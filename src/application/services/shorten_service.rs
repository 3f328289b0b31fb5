//! Short link creation service.

use std::sync::Arc;

use chrono::Duration;
use tracing::{debug, info, warn};

use crate::domain::clock::Clock;
use crate::domain::entities::NewEntry;
use crate::domain::error::{ShortenError, StoreError};
use crate::domain::repositories::EntryStore;
use crate::utils::code_generator::CodeGenerator;
use crate::utils::url_validator::{validate_alias, validate_url};

/// A generated code that loses the race to `save` is regenerated once.
const SAVE_ROUNDS: usize = 2;

/// Input for creating a short link.
#[derive(Debug, Clone, Default, PartialEq, Eq)]
pub struct CreateShortRequest {
    pub url: String,
    pub custom_alias: Option<String>,
    /// Lifetime in seconds. `None`, zero or negative means the link never expires.
    pub expire_in_seconds: Option<i64>,
}

impl CreateShortRequest {
    pub fn new(url: impl Into<String>) -> Self {
        Self {
            url: url.into(),
            ..Self::default()
        }
    }

    pub fn with_alias(mut self, alias: impl Into<String>) -> Self {
        self.custom_alias = Some(alias.into());
        self
    }

    pub fn with_ttl(mut self, seconds: i64) -> Self {
        self.expire_in_seconds = Some(seconds);
        self
    }
}

/// The allocated code and the public URL that redirects through it.
#[derive(Debug, Clone, PartialEq, Eq)]
pub struct ShortLink {
    pub code: String,
    pub short_url: String,
}

/// Tunables for [`ShortenService`].
#[derive(Debug, Clone)]
pub struct ShortenSettings {
    /// Public base URL, e.g. `https://sho.rt`. A trailing `/` is ignored.
    pub base_url: String,
    /// Candidate codes tried before giving up with
    /// [`ShortenError::CodeAllocationFailed`].
    pub max_attempts: usize,
    /// Return the existing generated code when an alias-less request repeats a URL.
    pub deduplicate: bool,
}

impl ShortenSettings {
    pub fn new(base_url: impl Into<String>) -> Self {
        Self {
            base_url: base_url.into(),
            max_attempts: 5,
            deduplicate: false,
        }
    }
}

/// Service turning long URLs into stored short codes.
///
/// Handles URL and alias validation, code allocation with bounded collision
/// retries, and optional expiry.
pub struct ShortenService<S: EntryStore + ?Sized> {
    store: Arc<S>,
    generator: Arc<dyn CodeGenerator>,
    clock: Arc<dyn Clock>,
    base_url: String,
    max_attempts: usize,
    deduplicate: bool,
}

impl<S: EntryStore + ?Sized> ShortenService<S> {
    /// Creates a new shortening service.
    pub fn new(
        store: Arc<S>,
        generator: Arc<dyn CodeGenerator>,
        clock: Arc<dyn Clock>,
        settings: ShortenSettings,
    ) -> Self {
        Self {
            store,
            generator,
            clock,
            base_url: settings.base_url.trim_end_matches('/').to_string(),
            max_attempts: settings.max_attempts.max(1),
            deduplicate: settings.deduplicate,
        }
    }

    /// Creates a short link.
    ///
    /// # Flow
    ///
    /// 1. Validate the URL (absolute, `http`/`https`, non-empty host)
    /// 2. With an alias: validate it and claim it, failing if taken
    /// 3. Without one: reuse an existing code without expiry when
    ///    deduplication is on, otherwise allocate a fresh generated code
    /// 4. Apply a positive TTL; failing to do so is logged, not returned
    ///
    /// # Errors
    ///
    /// - [`ShortenError::InvalidUrl`] / [`ShortenError::InvalidAlias`] on bad input
    /// - [`ShortenError::AliasTaken`] if the alias is already present
    /// - [`ShortenError::CodeAllocationFailed`] if every candidate collided
    /// - [`ShortenError::Storage`] on store failures
    pub async fn create_short(&self, request: CreateShortRequest) -> Result<ShortLink, ShortenError> {
        let CreateShortRequest {
            url,
            custom_alias,
            expire_in_seconds,
        } = request;

        validate_url(&url)?;

        let ttl = expire_in_seconds.filter(|s| *s > 0);

        let code = match custom_alias {
            Some(alias) => self.claim_alias(alias, url).await?,
            None => {
                if self.deduplicate
                    && let Some(existing) = self.find_reusable_code(&url).await?
                {
                    debug!(code = %existing, "Reusing existing code for URL");
                    return Ok(self.short_link(existing));
                }
                self.claim_generated(url, ttl.is_some()).await?
            }
        };

        if let Some(seconds) = ttl {
            self.apply_ttl(&code, seconds).await;
        }

        Ok(self.short_link(code))
    }

    /// Builds the public short URL for a code.
    pub fn short_url(&self, code: &str) -> String {
        format!("{}/{}", self.base_url, code)
    }

    /// Public base URL with any trailing slash removed.
    pub fn base_url(&self) -> &str {
        &self.base_url
    }

    fn short_link(&self, code: String) -> ShortLink {
        ShortLink {
            short_url: self.short_url(&code),
            code,
        }
    }

    async fn claim_alias(&self, alias: String, url: String) -> Result<String, ShortenError> {
        validate_alias(&alias)?;

        if self.store.exists(&alias).await? {
            return Err(ShortenError::AliasTaken(alias));
        }

        // A concurrent claim between the check and the insert surfaces as
        // CodeExists, which converts to AliasTaken.
        self.store.save(NewEntry::alias(alias.clone(), url)).await?;
        info!(code = %alias, "Created short link with custom alias");

        Ok(alias)
    }

    /// Code previously generated for `url` that carries no expiry.
    async fn find_reusable_code(&self, url: &str) -> Result<Option<String>, ShortenError> {
        let Some(code) = self.store.find_code_by_url(url).await? else {
            return Ok(None);
        };

        match self.store.get(&code).await? {
            Some(entry) if entry.expire_at.is_none() => Ok(Some(code)),
            _ => {
                debug!(code = %code, "Indexed code has an expiry, not reusing it");
                Ok(None)
            }
        }
    }

    async fn claim_generated(&self, url: String, expiring: bool) -> Result<String, ShortenError> {
        let mut drawn = 0;

        for _ in 0..SAVE_ROUNDS {
            let code = self.generate_unique_code(&mut drawn).await?;

            let mut new_entry = NewEntry::generated(code.clone(), url.clone());
            if expiring {
                new_entry = new_entry.expiring();
            }

            match self.store.save(new_entry).await {
                Ok(()) => {
                    info!(code = %code, "Created short link");
                    return Ok(code);
                }
                Err(StoreError::CodeExists(code)) => {
                    warn!(code = %code, "Generated code was claimed concurrently, regenerating");
                }
                Err(err) => return Err(ShortenError::Storage(err)),
            }
        }

        Err(ShortenError::CodeAllocationFailed { attempts: drawn })
    }

    /// Draws candidates until one is free in the store, at most
    /// `max_attempts` times. `drawn` accumulates every candidate drawn.
    async fn generate_unique_code(&self, drawn: &mut usize) -> Result<String, ShortenError> {
        for attempt in 1..=self.max_attempts {
            let candidate = self.generator.next_code();
            *drawn += 1;

            if !self.store.exists(&candidate).await? {
                return Ok(candidate);
            }

            debug!(code = %candidate, attempt, "Generated code collides");
        }

        warn!(attempts = *drawn, "Could not allocate a unique code");
        Err(ShortenError::CodeAllocationFailed { attempts: *drawn })
    }

    async fn apply_ttl(&self, code: &str, seconds: i64) {
        let Some(expire_at) = Duration::try_seconds(seconds)
            .and_then(|ttl| self.clock.now().checked_add_signed(ttl))
        else {
            warn!(code, seconds, "TTL out of range, link created without expiry");
            return;
        };

        match self.store.set_expire(code, expire_at).await {
            Ok(true) => debug!(code, %expire_at, "Expiry set"),
            Ok(false) => warn!(code, "Entry vanished before expiry could be set"),
            Err(err) => warn!(code, error = %err, "Failed to set expiry, link created without it"),
        }
    }
}
//! Handler for link shortening endpoint.

use axum::{
    Json,
    extract::{State, rejection::JsonRejection},
    http::StatusCode,
};
use validator::Validate;

use crate::api::dto::shorten::{ShortenRequest, ShortenResponse};
use crate::error::AppError;
use crate::state::AppState;

/// Creates a short link for a long URL.
///
/// # Endpoint
///
/// `POST /api/shorten`
///
/// # Request Body
///
/// ```json
/// {
///   "url": "https://example.com",
///   "custom_alias": "my-link",     // optional
///   "expire_in_seconds": 3600      // optional
/// }
/// ```
///
/// # Response
///
/// `201 Created`
///
/// ```json
/// { "code": "my-link", "short": "https://sho.rt/my-link" }
/// ```
///
/// # Errors
///
/// - 400 Bad Request for malformed JSON, invalid URL or invalid alias
/// - 409 Conflict if the alias is already taken
/// - 500 Internal Server Error if no unique code could be allocated
pub async fn shorten_handler(
    State(state): State<AppState>,
    payload: Result<Json<ShortenRequest>, JsonRejection>,
) -> Result<(StatusCode, Json<ShortenResponse>), AppError> {
    let Json(payload) = payload?;
    payload.validate()?;

    let link = state.shorten_service.create_short(payload.into()).await?;

    Ok((StatusCode::CREATED, Json(link.into())))
}
//! Storage capability definitions for the domain layer.
//!
//! The services only ever reach entries through [`EntryStore`], so a durable
//! backend can be dropped in without touching the shortening or resolution
//! logic.
//!
//! # Implementations
//!
//! - [`crate::infrastructure::persistence::MemoryEntryStore`] - default in-memory store
//! - Test mocks are auto-generated via `mockall` under `cfg(test)`

pub mod entry_store;

pub use entry_store::EntryStore;

#[cfg(test)]
pub use entry_store::MockEntryStore;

- TASK DIRECTIONS -
Copy out only the lines above from the one with "shortening or resolution" to the one with "- Test mocks", inclusive, exactly as they stand.

- YOUR RESPONSE -
//! backend can be dropped in without touching the shortening or resolution
//! logic.
//!
//! # Implementations
//!
//! - [`crate::infrastructure::persistence::MemoryEntryStore`] - default in-memory store
//! - Test mocks are auto-generated via `mockall` under `cfg(test)`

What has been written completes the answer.